> Dataset records
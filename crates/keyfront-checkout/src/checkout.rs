//! # Checkout Orchestrator
//!
//! Converts a cart into an order with licenses attached, without ever
//! overselling and without leaking claims.
//!
//! ## Checkout Flow
//! ```text
//! ┌─────────────────────────────────────────────────────────────────────────┐
//! │                       Checkout Flow                                      │
//! │                                                                         │
//! │  ── timed section (checkout_timeout) ─────────────────────────────────  │
//! │  1. Load active cart; empty cart fails fast, nothing touched            │
//! │  2. Claim licenses per line, in cart order                              │
//! │       line fails → release every earlier claim, reverse order, abort    │
//! │  3. Record the order (header + frozen line snapshots)                   │
//! │  ── point of no return ───────────────────────────────────────────────  │
//! │  4. Commit every claim: claimed → sold, stamped with the order id       │
//! │  5. Mark the cart converted                                             │
//! │                                                                         │
//! │  TIMEOUT: steps 1-3 run under the deadline. Claims and the order row    │
//! │  are tracked in a compensation log that survives cancellation, so a     │
//! │  timed-out checkout releases exactly what it took. Steps 4-5 are fast   │
//! │  local writes and are never cancelled: once the order exists with       │
//! │  claims in hand, the checkout completes.                                │
//! └─────────────────────────────────────────────────────────────────────────┘
//! ```
//!
//! The failure contract is all-or-nothing: after any error response the
//! cart is unchanged and still active, no license is left claimed or sold,
//! and no order row remains.

use std::sync::{Arc, Mutex};
use tracing::{error, info, warn};
use uuid::Uuid;

use keyfront_core::{validation, Cart, CoreError, Order};
use keyfront_db::{ClaimedLicense, Database};

use crate::allocator::LicenseAllocator;
use crate::config::CheckoutConfig;
use crate::error::{CheckoutError, CheckoutResult};

// =============================================================================
// Observer Trait
// =============================================================================

/// Trait for observing checkout outcomes (implemented by the API layer for
/// notification fan-out; tests use the no-op).
pub trait CheckoutObserver: Send + Sync {
    /// Called after a checkout fully completes.
    fn on_completed(&self, user_id: &str, order_id: &str, total_cents: i64);

    /// Called after a checkout fails and its compensation has run.
    fn on_failed(&self, user_id: &str, reason: &str);
}

/// No-op observer for testing and headless use.
pub struct NoOpObserver;

impl CheckoutObserver for NoOpObserver {
    fn on_completed(&self, _user_id: &str, _order_id: &str, _total_cents: i64) {}
    fn on_failed(&self, _user_id: &str, _reason: &str) {}
}

// =============================================================================
// Receipt
// =============================================================================

/// A license issued by a completed checkout.
#[derive(Debug, Clone, serde::Serialize)]
pub struct IssuedLicense {
    pub sku_id: String,
    pub token: String,
}

/// The result of a successful checkout.
#[derive(Debug, Clone, serde::Serialize)]
pub struct CheckoutReceipt {
    pub order: Order,
    pub licenses: Vec<IssuedLicense>,
}

/// What the timed section took, so a cancelled checkout can give it back.
#[derive(Default)]
struct CompensationLog {
    claimed_ids: Vec<String>,
    order_id: Option<String>,
}

/// Per-line claims carried from the timed section into the commit phase.
struct ClaimedLine {
    sku_id: String,
    licenses: Vec<ClaimedLicense>,
}

// =============================================================================
// Checkout Orchestrator
// =============================================================================

/// Orchestrates the cart → order conversion.
#[derive(Clone)]
pub struct CheckoutOrchestrator {
    db: Arc<Database>,
    allocator: LicenseAllocator,
    config: Arc<CheckoutConfig>,
    observer: Arc<dyn CheckoutObserver>,
}

impl CheckoutOrchestrator {
    /// Creates a new orchestrator.
    pub fn new(
        db: Arc<Database>,
        config: Arc<CheckoutConfig>,
        observer: Arc<dyn CheckoutObserver>,
    ) -> Self {
        let allocator = LicenseAllocator::new(db.clone(), config.clone());
        CheckoutOrchestrator {
            db,
            allocator,
            config,
            observer,
        }
    }

    /// Returns the allocator (shared with the reaper and diagnostics).
    pub fn allocator(&self) -> &LicenseAllocator {
        &self.allocator
    }

    /// Runs a checkout for the user's active cart.
    pub async fn checkout(&self, user_id: &str) -> CheckoutResult<CheckoutReceipt> {
        validation::validate_user_id(user_id).map_err(CoreError::from)?;

        let attempt_id = Uuid::new_v4().to_string();
        let log = Arc::new(Mutex::new(CompensationLog::default()));

        info!(user_id = %user_id, attempt_id = %attempt_id, "Checkout started");

        // Steps 1-3 under the deadline. The log outlives the future, so a
        // timeout can release exactly the claims (and order) it left behind.
        let timed = tokio::time::timeout(
            self.config.checkout_timeout,
            self.claim_and_record(user_id, &attempt_id, log.clone()),
        )
        .await;

        let (cart, order, lines) = match timed {
            Ok(Ok(parts)) => parts,
            Ok(Err(e)) => {
                self.observer.on_failed(user_id, &e.to_string());
                return Err(e);
            }
            Err(_elapsed) => {
                self.compensate_timeout(&log).await;
                let e = CheckoutError::Timeout(self.config.checkout_timeout);
                self.observer.on_failed(user_id, &e.to_string());
                return Err(e);
            }
        };

        // Step 4: point of no return - fast local writes, not cancellable.
        if let Err(e) = self.commit_lines(&lines, &attempt_id, &order.id).await {
            self.compensate_failed_commit(&lines, &order.id).await;
            self.observer.on_failed(user_id, &e.to_string());
            return Err(e);
        }

        // Step 5: retire the cart. The sale is already durable; a failure
        // here is logged, not unwound.
        if let Err(e) = self.db.carts().mark_converted(&cart.id).await {
            error!(
                cart_id = %cart.id,
                order_id = %order.id,
                error = %e,
                "Order committed but cart conversion failed"
            );
        }

        let licenses: Vec<IssuedLicense> = lines
            .into_iter()
            .flat_map(|line| {
                line.licenses.into_iter().map(move |l| IssuedLicense {
                    sku_id: line.sku_id.clone(),
                    token: l.token,
                })
            })
            .collect();

        info!(
            user_id = %user_id,
            order_id = %order.id,
            total_cents = order.total_amount_cents,
            licenses = licenses.len(),
            "Checkout completed"
        );
        self.observer
            .on_completed(user_id, &order.id, order.total_amount_cents);

        Ok(CheckoutReceipt { order, licenses })
    }

    /// Steps 1-3: validate the cart, claim every line, record the order.
    ///
    /// On any failure this releases its own claims in reverse claim order
    /// before returning, so the caller only compensates for cancellation.
    async fn claim_and_record(
        &self,
        user_id: &str,
        attempt_id: &str,
        log: Arc<Mutex<CompensationLog>>,
    ) -> CheckoutResult<(Cart, Order, Vec<ClaimedLine>)> {
        let cart = self
            .db
            .carts()
            .get_active(user_id)
            .await?
            .ok_or(CheckoutError::EmptyCart)?;

        if cart.is_empty() {
            return Err(CheckoutError::EmptyCart);
        }

        let mut lines: Vec<ClaimedLine> = Vec::with_capacity(cart.items.len());

        for item in &cart.items {
            match self
                .allocator
                .claim(&item.sku_id, item.quantity, attempt_id)
                .await
            {
                Ok(licenses) => {
                    if let Ok(mut log) = log.lock() {
                        log.claimed_ids.extend(licenses.iter().map(|l| l.id.clone()));
                    }
                    lines.push(ClaimedLine {
                        sku_id: item.sku_id.clone(),
                        licenses,
                    });
                }
                Err(e) => {
                    warn!(
                        user_id = %user_id,
                        sku_id = %item.sku_id,
                        error = %e,
                        "Claim failed, releasing earlier claims"
                    );
                    self.release_lines(&lines).await;
                    return Err(e);
                }
            }
        }

        let order = match self.db.orders().create_from_cart(&cart).await {
            Ok(order) => order,
            Err(e) => {
                self.release_lines(&lines).await;
                return Err(e.into());
            }
        };
        if let Ok(mut log) = log.lock() {
            log.order_id = Some(order.id.clone());
        }

        Ok((cart, order, lines))
    }

    /// Step 4: flip every claim to sold against the recorded order.
    async fn commit_lines(
        &self,
        lines: &[ClaimedLine],
        attempt_id: &str,
        order_id: &str,
    ) -> CheckoutResult<()> {
        for line in lines {
            self.allocator
                .commit_all(&line.licenses, attempt_id, order_id)
                .await?;
        }
        Ok(())
    }

    /// Releases claimed lines in reverse claim order.
    async fn release_lines(&self, lines: &[ClaimedLine]) {
        for line in lines.iter().rev() {
            let ids: Vec<String> = line.licenses.iter().map(|l| l.id.clone()).collect();
            self.allocator.release_all(&ids).await;
        }
    }

    /// Gives back everything a cancelled timed section logged.
    async fn compensate_timeout(&self, log: &Arc<Mutex<CompensationLog>>) {
        let (claimed_ids, order_id) = match log.lock() {
            Ok(log) => (log.claimed_ids.clone(), log.order_id.clone()),
            Err(_) => return,
        };

        warn!(
            claims = claimed_ids.len(),
            had_order = order_id.is_some(),
            "Checkout timed out, compensating"
        );

        self.allocator.release_all(&claimed_ids).await;
        if let Some(order_id) = order_id {
            if let Err(e) = self.db.orders().delete(&order_id).await {
                error!(order_id = %order_id, error = %e, "Failed to delete order after timeout");
            }
        }
    }

    /// Unwinds a failed commit phase.
    ///
    /// Release is status-guarded, so licenses that were already sold stay
    /// sold; the order row is only deleted when nothing points at it.
    async fn compensate_failed_commit(&self, lines: &[ClaimedLine], order_id: &str) {
        self.release_lines(lines).await;

        let mut any_sold = false;
        for line in lines {
            for license in &line.licenses {
                if let Ok(Some(l)) = self.db.licenses().get_by_id(&license.id).await {
                    if l.order_id.as_deref() == Some(order_id) {
                        any_sold = true;
                    }
                }
            }
        }

        if any_sold {
            error!(
                order_id = %order_id,
                "Commit failed after some licenses were sold; order retained for manual review"
            );
        } else if let Err(e) = self.db.orders().delete(order_id).await {
            error!(order_id = %order_id, error = %e, "Failed to delete order after commit failure");
        }
    }
}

> Exercise details
Go through the records and count the lines that include "completes", then give only that number.

> Task response
2